Children's weight-for-age Z score and height-for-age Z score at baseline are positively correlated. It makes sense because as their weight increases, their height also increases.

#### Weight and Height Post-Intervention

```{r}
feeding_LOESS|>
  ggplot(mapping = aes(x = WAZ_post, y = HAZ_post)) +
  geom_smooth(method = "loess") +
    labs(title = "Relationship between WAZ and HAZ at the Exit of the Study", 
         x = "Weight-for-age Z score (WAZ)",
         y = "Height-for-age Z score (HAZ)")
```

Similarly, children's weight-for-age Z score and height-for-age Z score at the exit of the study are positively correlated. Height increases as weight increases.

## Exercise 06 Non-parametric testing

### 6.1 Assumptions

@martinez2018 uses a two-sample t-test to test the null hypothesis that the feeding education program does not affect height-for-age Z score. The assumptions are

1\. Data in control and treatment group is a random sample drawn from the population since this is a randomized controlled trial (RCT).

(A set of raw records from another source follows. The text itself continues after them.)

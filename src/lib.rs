//! Scene Engine - a hierarchical scene graph driving a frame-lifecycle renderer
//!
//! Entities live in an arena owned by a [`scene::Scene`], carry a
//! [`scene::Transform`] whose world matrix is composed through the parent
//! chain, and own [`scene::Component`]s that are updated and rendered in a
//! deterministic depth-first order. The [`renderer::Renderer`] turns those
//! traversals into GPU submissions through a [`backend::GraphicsBackend`]:
//!
//! - **wgpu**: the windowed backend used by [`window::run`]
//! - **headless**: records every call, used for tests and tooling
//!
//! # Features
//! - Lazy world-matrix caching with subtree invalidation
//! - Cycle-checked reparenting over handle-based hierarchy links
//! - Per-frame and per-object constant buffers with discard-and-rewrite uploads
//! - Name-keyed resource caches for meshes, textures, shaders and materials
//! - Explicit [`context::EngineContext`] instead of global singletons

pub mod backend;
pub mod context;
pub mod engine;
pub mod error;
pub mod input;
pub mod renderer;
pub mod resources;
pub mod scene;
pub mod time;
pub mod window;

pub use context::EngineContext;
pub use engine::Engine;
pub use error::{EngineError, EngineResult};
pub use renderer::Renderer;

/// Renderer configuration
#[derive(Debug, Clone)]
pub struct RenderSettings {
    /// Present with vsync (sync interval 1) or immediately (0)
    pub vsync: bool,
    /// Render into a multisampled target resolved into the back buffer
    pub msaa: bool,
    /// Requested sample count, clamped to what the device supports
    pub msaa_samples: u32,
    /// Color the back buffer is cleared to in BeginFrame
    pub clear_color: [f32; 4],
    /// Rasterize the default shader as lines when the device allows it
    pub wireframe: bool,
    /// Per-object constant slots available in one frame
    pub max_objects_per_frame: u32,
}

impl Default for RenderSettings {
    fn default() -> Self {
        Self {
            vsync: true,
            msaa: false,
            msaa_samples: 4,
            clear_color: [0.1, 0.1, 0.3, 1.0],
            wireframe: false,
            max_objects_per_frame: 1024,
        }
    }
}

impl RenderSettings {
    pub fn with_vsync(mut self, vsync: bool) -> Self {
        self.vsync = vsync;
        self
    }

    pub fn with_msaa(mut self, samples: u32) -> Self {
        self.msaa = samples > 1;
        self.msaa_samples = samples;
        self
    }

    pub fn with_clear_color(mut self, color: [f32; 4]) -> Self {
        self.clear_color = color;
        self
    }

    pub fn with_wireframe(mut self, wireframe: bool) -> Self {
        self.wireframe = wireframe;
        self
    }

    pub fn with_max_objects_per_frame(mut self, max: u32) -> Self {
        self.max_objects_per_frame = max;
        self
    }

    /// Sync interval passed to present
    pub fn sync_interval(&self) -> u32 {
        if self.vsync {
            1
        } else {
            0
        }
    }
}

/// Configuration for initializing the engine
#[derive(Debug, Clone)]
pub struct EngineConfig {
    /// Window title
    pub title: String,
    /// Initial window width
    pub width: u32,
    /// Initial window height
    pub height: u32,
    /// Renderer settings
    pub render: RenderSettings,
}

impl Default for EngineConfig {
    fn default() -> Self {
        Self {
            title: "Scene Engine".to_string(),
            width: 1280,
            height: 720,
            render: RenderSettings::default(),
        }
    }
}

impl EngineConfig {
    pub fn with_title(mut self, title: impl Into<String>) -> Self {
        self.title = title.into();
        self
    }

    pub fn with_size(mut self, width: u32, height: u32) -> Self {
        self.width = width;
        self.height = height;
        self
    }

    pub fn with_render(mut self, render: RenderSettings) -> Self {
        self.render = render;
        self
    }
}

2\. Height-for-age Z score is normally distributed.

3\. The population have equal variances, verified by the test below. There is insufficient evidence to reject the null that the population have equal variances. The variances are therefore equal.

```{r}
feeding_tidy |>
  group_by(group) |>
  summarize(var(diff_HAZ))

# test for equality of variances
var.test(diff_HAZ ~ group, data = feeding_tidy)
```

In non-parametric testing, there are less assumptions. For example, it only assumes that data from the population is continuous, with no assumption on the specific distribution form such as normal distribution.

### 6.2 Null and Alternative Hypothesis

$H_0:\mu_{control}=\mu_{treatment}$

$H_a:\mu_{control}\neq\mu_{treatment}$

If *p* value is less than 0.5, we will reject the null and conclude that there is a significant difference in the population mean HAZ change between control and treatment group.

### 6.3 Permutation Test

```{r}
library(infer) 
feeding_tidy$group<-as.factor(feeding_tidy$group)

point_estimate <-  feeding_tidy|>
  specify(diff_HAZ ~ group)|>
  calculate(stat = "diff in means", order = c("0", "1"))

perm_dist<- feeding_tidy |>
  specify(response = diff_HAZ, explanatory = group) |>
  hypothesize(null = "independence") |>
  generate(reps = 10000, type = "permute") |>
  calculate(stat = "diff in means", order = c("0", "1"))

perm_dist |>
  visualize()+
  labs(title="Permutations of Differences",
  subtitle="Generated Under Null Hypothesis of No Difference in Means")+
  shade_p_value(obs_stat = point_estimate, direction = "two-sided")

perm_dist |>
  get_p_value(obs_stat = point_estimate, direction = "two-sided")
```

### 6.4 Interpretation

The 2-Sample Difference of Means test shows that *p* value is greater than 0.05. There is insufficient evidence to reject the null hypothesis at 5% significance level. We conclude that the mean change in height-for-age Z score in the treatment group is not statistically from that in the control control. The non-parametric testing reaches the same conclusion as the paper--the complementary feeding education program does not improve stunted children' height-for-age Z score.